Entries provided:
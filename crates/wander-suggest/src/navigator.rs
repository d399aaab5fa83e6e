//! Cursor over an ordered suggestion sequence.
//!
//! Moving the cursor hydrates the target venue first and only then commits the
//! move, so a quota or timeout failure leaves both the cursor and the venue
//! exactly as they were. The cursor clamps at `0` and `len - 1`; callers use
//! [`Navigator::has_next`] and [`Navigator::has_previous`] rather than index
//! arithmetic.

use serde::Serialize;
use wander_core::{DetailPayload, DetailProvider, SuggestError, Venue};

#[derive(Debug, Clone)]
pub struct Navigator {
    sequence: Vec<Venue>,
    cursor: usize,
}

/// Where the cursor stands, for presentation layers.
#[derive(Debug, Clone, Copy, PartialEq, Eq, Serialize)]
pub struct Position {
    pub position: usize,
    pub total: usize,
    pub has_next: bool,
    pub has_previous: bool,
}

impl Navigator {
    /// Positions a new navigator at the first venue.
    ///
    /// # Errors
    ///
    /// Returns [`SuggestError::NoResults`] if `sequence` is empty.
    pub fn start(sequence: Vec<Venue>) -> Result<Self, SuggestError> {
        Self::resume(sequence, 0)
    }

    /// Rebuilds a navigator at a saved cursor, clamped into range.
    ///
    /// # Errors
    ///
    /// Returns [`SuggestError::NoResults`] if `sequence` is empty.
    pub fn resume(sequence: Vec<Venue>, cursor: usize) -> Result<Self, SuggestError> {
        if sequence.is_empty() {
            return Err(SuggestError::NoResults);
        }
        let cursor = cursor.min(sequence.len() - 1);
        Ok(Self { sequence, cursor })
    }

    #[must_use]
    pub fn cursor(&self) -> usize {
        self.cursor
    }

    #[must_use]
    pub fn total(&self) -> usize {
        self.sequence.len()
    }

    #[must_use]
    pub fn has_next(&self) -> bool {
        self.cursor + 1 < self.sequence.len()
    }

    #[must_use]
    pub fn has_previous(&self) -> bool {
        self.cursor > 0
    }

    #[must_use]
    pub fn position(&self) -> Position {
        Position {
            position: self.cursor,
            total: self.total(),
            has_next: self.has_next(),
            has_previous: self.has_previous(),
        }
    }

    #[must_use]
    pub fn sequence(&self) -> &[Venue] {
        &self.sequence
    }

    /// The venue under the cursor, without hydrating it.
    #[must_use]
    pub fn peek(&self) -> &Venue {
        &self.sequence[self.cursor]
    }

    /// Returns the venue under the cursor, hydrating it first if needed.
    ///
    /// # Errors
    ///
    /// Returns [`SuggestError::QuotaExceeded`] or [`SuggestError::Timeout`]
    /// from the detail provider. Nothing changes in that case.
    pub async fn current(&mut self, details: &dyn DetailProvider) -> Result<&Venue, SuggestError> {
        self.move_to(self.cursor, details).await
    }

    /// Advances one venue. At the last venue this is a no-op that returns the
    /// current venue.
    ///
    /// # Errors
    ///
    /// Same as [`Navigator::current`].
    pub async fn next(&mut self, details: &dyn DetailProvider) -> Result<&Venue, SuggestError> {
        let target = (self.cursor + 1).min(self.sequence.len() - 1);
        self.move_to(target, details).await
    }

    /// Steps back one venue. At the first venue this is a no-op that returns
    /// the current venue.
    ///
    /// # Errors
    ///
    /// Same as [`Navigator::current`].
    pub async fn previous(&mut self, details: &dyn DetailProvider) -> Result<&Venue, SuggestError> {
        let target = self.cursor.saturating_sub(1);
        self.move_to(target, details).await
    }

    /// Returns to the first venue.
    ///
    /// # Errors
    ///
    /// Same as [`Navigator::current`].
    pub async fn restart(&mut self, details: &dyn DetailProvider) -> Result<&Venue, SuggestError> {
        self.move_to(0, details).await
    }

    async fn move_to(
        &mut self,
        target: usize,
        details: &dyn DetailProvider,
    ) -> Result<&Venue, SuggestError> {
        self.hydrate(target, details).await?;
        self.cursor = target;
        Ok(&self.sequence[target])
    }

    async fn hydrate(
        &mut self,
        index: usize,
        details: &dyn DetailProvider,
    ) -> Result<(), SuggestError> {
        let venue = &mut self.sequence[index];
        if venue.is_hydrated() {
            return Ok(());
        }

        let payload = match details.fetch_details(venue.id()).await {
            Ok(payload) => payload,
            Err(e) if e.is_retry_later() => {
                tracing::warn!(venue_id = %venue.id(), error = %e, "detail lookup aborted");
                return Err(e);
            }
            Err(e) => {
                tracing::warn!(
                    venue_id = %venue.id(),
                    error = %e,
                    "detail lookup failed, showing venue without details"
                );
                DetailPayload::default()
            }
        };

        venue.hydrate(payload);
        venue.derive_all();
        Ok(())
    }
}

Exercise directions: Your reply should be all of the data, returned exactly.

Solution to the exercise:
filename crates/wander-suggest/src/navigator.rs
repository d399aaab5fa83e6e
//! Cursor over an ordered suggestion sequence.
//!
//! Moving the cursor hydrates the target venue first and only then commits the
//! move, so a quota or timeout failure leaves both the cursor and the venue
//! exactly as they were. The cursor clamps at `0` and `len - 1`; callers use
//! [`Navigator::has_next`] and [`Navigator::has_previous`] rather than index
//! arithmetic.

use serde::Serialize;
use wander_core::{DetailPayload, DetailProvider, SuggestError, Venue};

#[derive(Debug, Clone)]
pub struct Navigator {
    sequence: Vec<Venue>,
    cursor: usize,
}

/// Where the cursor stands, for presentation layers.
#[derive(Debug, Clone, Copy, PartialEq, Eq, Serialize)]
pub struct Position {
    pub position: usize,
    pub total: usize,
    pub has_next: bool,
    pub has_previous: bool,
}

impl Navigator {
    /// Positions a new navigator at the first venue.
    ///
    /// # Errors
    ///
    /// Returns [`SuggestError::NoResults`] if `sequence` is empty.
    pub fn start(sequence: Vec<Venue>) -> Result<Self, SuggestError> {
        Self::resume(sequence, 0)
    }

    /// Rebuilds a navigator at a saved cursor, clamped into range.
    ///
    /// # Errors
    ///
    /// Returns [`SuggestError::NoResults`] if `sequence` is empty.
    pub fn resume(sequence: Vec<Venue>, cursor: usize) -> Result<Self, SuggestError> {
        if sequence.is_empty() {
            return Err(SuggestError::NoResults);
        }
        let cursor = cursor.min(sequence.len() - 1);
        Ok(Self { sequence, cursor })
    }

    #[must_use]
    pub fn cursor(&self) -> usize {
        self.cursor
    }

    #[must_use]
    pub fn total(&self) -> usize {
        self.sequence.len()
    }

    #[must_use]
    pub fn has_next(&self) -> bool {
        self.cursor + 1 < self.sequence.len()
    }

    #[must_use]
    pub fn has_previous(&self) -> bool {
        self.cursor > 0
    }

    #[must_use]
    pub fn position(&self) -> Position {
        Position {
            position: self.cursor,
            total: self.total(),
            has_next: self.has_next(),
            has_previous: self.has_previous(),
        }
    }

    #[must_use]
    pub fn sequence(&self) -> &[Venue] {
        &self.sequence
    }

    /// The venue under the cursor, without hydrating it.
    #[must_use]
    pub fn peek(&self) -> &Venue {
        &self.sequence[self.cursor]
    }

    /// Returns the venue under the cursor, hydrating it first if needed.
    ///
    /// # Errors
    ///
    /// Returns [`SuggestError::QuotaExceeded`] or [`SuggestError::Timeout`]
    /// from the detail provider. Nothing changes in that case.
    pub async fn current(&mut self, details: &dyn DetailProvider) -> Result<&Venue, SuggestError> {
        self.move_to(self.cursor, details).await
    }

    /// Advances one venue. At the last venue this is a no-op that returns the
    /// current venue.
    ///
    /// # Errors
    ///
    /// Same as [`Navigator::current`].
    pub async fn next(&mut self, details: &dyn DetailProvider) -> Result<&Venue, SuggestError> {
        let target = (self.cursor + 1).min(self.sequence.len() - 1);
        self.move_to(target, details).await
    }

    /// Steps back one venue. At the first venue this is a no-op that returns
    /// the current venue.
    ///
    /// # Errors
    ///
    /// Same as [`Navigator::current`].
    pub async fn previous(&mut self, details: &dyn DetailProvider) -> Result<&Venue, SuggestError> {
        let target = self.cursor.saturating_sub(1);
        self.move_to(target, details).await
    }

    /// Returns to the first venue.
    ///
    /// # Errors
    ///
    /// Same as [`Navigator::current`].
    pub async fn restart(&mut self, details: &dyn DetailProvider) -> Result<&Venue, SuggestError> {
        self.move_to(0, details).await
    }

    async fn move_to(
        &mut self,
        target: usize,
        details: &dyn DetailProvider,
    ) -> Result<&Venue, SuggestError> {
        self.hydrate(target, details).await?;
        self.cursor = target;
        Ok(&self.sequence[target])
    }

    async fn hydrate(
        &mut self,
        index: usize,
        details: &dyn DetailProvider,
    ) -> Result<(), SuggestError> {
        let venue = &mut self.sequence[index];
        if venue.is_hydrated() {
            return Ok(());
        }

        let payload = match details.fetch_details(venue.id()).await {
            Ok(payload) => payload,
            Err(e) if e.is_retry_later() => {
                tracing::warn!(venue_id = %venue.id(), error = %e, "detail lookup aborted");
                return Err(e);
            }
            Err(e) => {
                tracing::warn!(
                    venue_id = %venue.id(),
                    error = %e,
                    "detail lookup failed, showing venue without details"
                );
                DetailPayload::default()
            }
        };

        venue.hydrate(payload);
        venue.derive_all();
        Ok(())
    }
}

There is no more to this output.